§ **RECORDS TO PROCESS**:
//! Per-case outcomes and the session summary.

use crate::check::FailureKind;
use crate::gate::SkipReason;
use crate::profile::Environment;
use crate::tier::Tier;
use std::fmt;
use std::time::Duration;
use tracing::{error, info, warn};

/// Result of one case.
#[derive(Debug, Clone, PartialEq, Eq)]
pub enum Outcome {
    Passed,
    Failed { kind: FailureKind, message: String },
    Skipped(SkipReason),
}

impl Outcome {
    pub fn is_failure(&self) -> bool {
        matches!(self, Outcome::Failed { .. })
    }

    pub fn is_skip(&self) -> bool {
        matches!(self, Outcome::Skipped(_))
    }
}

impl fmt::Display for Outcome {
    fn fmt(&self, f: &mut fmt::Formatter<'_>) -> fmt::Result {
        match self {
            Outcome::Passed => write!(f, "passed"),
            Outcome::Failed { message, .. } => write!(f, "FAILED: {}", message),
            Outcome::Skipped(reason) => write!(f, "skipped: {}", reason),
        }
    }
}

/// Report of one executed or skipped case.
#[derive(Debug, Clone)]
pub struct CaseReport {
    pub name: String,
    pub tier: Tier,
    pub outcome: Outcome,
    pub elapsed: Duration,
}

impl CaseReport {
    pub fn skipped(name: impl Into<String>, tier: Tier, reason: SkipReason) -> Self {
        Self {
            name: name.into(),
            tier,
            outcome: Outcome::Skipped(reason),
            elapsed: Duration::ZERO,
        }
    }
}

/// All case reports of one session, in execution order.
#[derive(Debug, Clone)]
pub struct SessionReport {
    environment: Environment,
    cases: Vec<CaseReport>,
}

impl SessionReport {
    pub fn new(environment: Environment) -> Self {
        Self {
            environment,
            cases: Vec::new(),
        }
    }

    pub fn push(&mut self, case: CaseReport) {
        self.cases.push(case);
    }

    pub fn extend(&mut self, cases: impl IntoIterator<Item = CaseReport>) {
        self.cases.extend(cases);
    }

    pub fn environment(&self) -> Environment {
        self.environment
    }

    pub fn cases(&self) -> &[CaseReport] {
        &self.cases
    }

    /// Case by full name.
    pub fn case(&self, name: &str) -> Option<&CaseReport> {
        self.cases.iter().find(|case| case.name == name)
    }

    pub fn passed(&self) -> usize {
        self.count(|outcome| matches!(outcome, Outcome::Passed))
    }

    pub fn failed(&self) -> usize {
        self.count(Outcome::is_failure)
    }

    pub fn skipped(&self) -> usize {
        self.count(Outcome::is_skip)
    }

    /// True when any non-skipped case failed.
    pub fn has_failures(&self) -> bool {
        self.failed() > 0
    }

    fn count(&self, predicate: impl Fn(&Outcome) -> bool) -> usize {
        self.cases
            .iter()
            .filter(|case| predicate(&case.outcome))
            .count()
    }

    /// Emit one log line per case and a summary line.
    pub fn log_summary(&self) {
        for case in &self.cases {
            match &case.outcome {
                Outcome::Passed => info!(
                    case = %case.name,
                    tier = %case.tier,
                    elapsed_ms = case.elapsed.as_millis() as u64,
                    "passed"
                ),
                Outcome::Failed { kind, message } => error!(
                    case = %case.name,
                    tier = %case.tier,
                    kind = ?kind,
                    "failed: {}",
                    message
                ),
                Outcome::Skipped(reason) => {
                    warn!(case = %case.name, tier = %case.tier, "skipped: {}", reason)
                }
            }
        }

        info!(
            environment = %self.environment,
            passed = self.passed(),
            failed = self.failed(),
            skipped = self.skipped(),
            "Session finished"
        );
    }
}

impl fmt::Display for SessionReport {
    fn fmt(&self, f: &mut fmt::Formatter<'_>) -> fmt::Result {
        for case in &self.cases {
            writeln!(f, "[{}] {} ... {}", case.tier, case.name, case.outcome)?;
        }
        write!(
            f,
            "{}: {} passed, {} failed, {} skipped",
            self.environment,
            self.passed(),
            self.failed(),
            self.skipped()
        )
    }
}

#[cfg(test)]
mod tests {
    use super::*;

    fn case(name: &str, outcome: Outcome) -> CaseReport {
        CaseReport {
            name: name.to_string(),
            tier: Tier::Smoke,
            outcome,
            elapsed: Duration::from_millis(5),
        }
    }

    #[test]
    fn test_skips_are_not_failures() {
        let mut report = SessionReport::new(Environment::Local);
        report.push(case("smoke::knox_health", Outcome::Passed));
        report.push(case(
            "smoke::alchemy_health",
            Outcome::Skipped(SkipReason::SmokeDisabled),
        ));

        assert!(!report.has_failures());
        assert_eq!(report.passed(), 1);
        assert_eq!(report.skipped(), 1);
    }

    #[test]
    fn test_failure_counted() {
        let mut report = SessionReport::new(Environment::Dev);
        report.push(case(
            "smoke::aws_edge_health",
            Outcome::Failed {
                kind: FailureKind::Readiness,
                message: "aws_edge not ready".to_string(),
            },
        ));

        assert!(report.has_failures());
        assert_eq!(report.failed(), 1);
        assert!(report.case("smoke::aws_edge_health").is_some());
        assert!(report.case("smoke::missing").is_none());
    }

    #[test]
    fn test_display_lists_cases_and_totals() {
        let mut report = SessionReport::new(Environment::Local);
        report.push(case("smoke::knox_health", Outcome::Passed));

        let rendered = report.to_string();
        assert!(rendered.contains("[smoke] smoke::knox_health ... passed"));
        assert!(rendered.ends_with("local: 1 passed, 0 failed, 0 skipped"));
    }
}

§ **AIM OF THE EXERCISE**:
Please copy out every line in the listing that has the string "warn".

§ **WRITTEN SOLUTION**:
use tracing::{error, info, warn};
                    warn!(case = %case.name, tier = %case.tier, "skipped: {}", reason)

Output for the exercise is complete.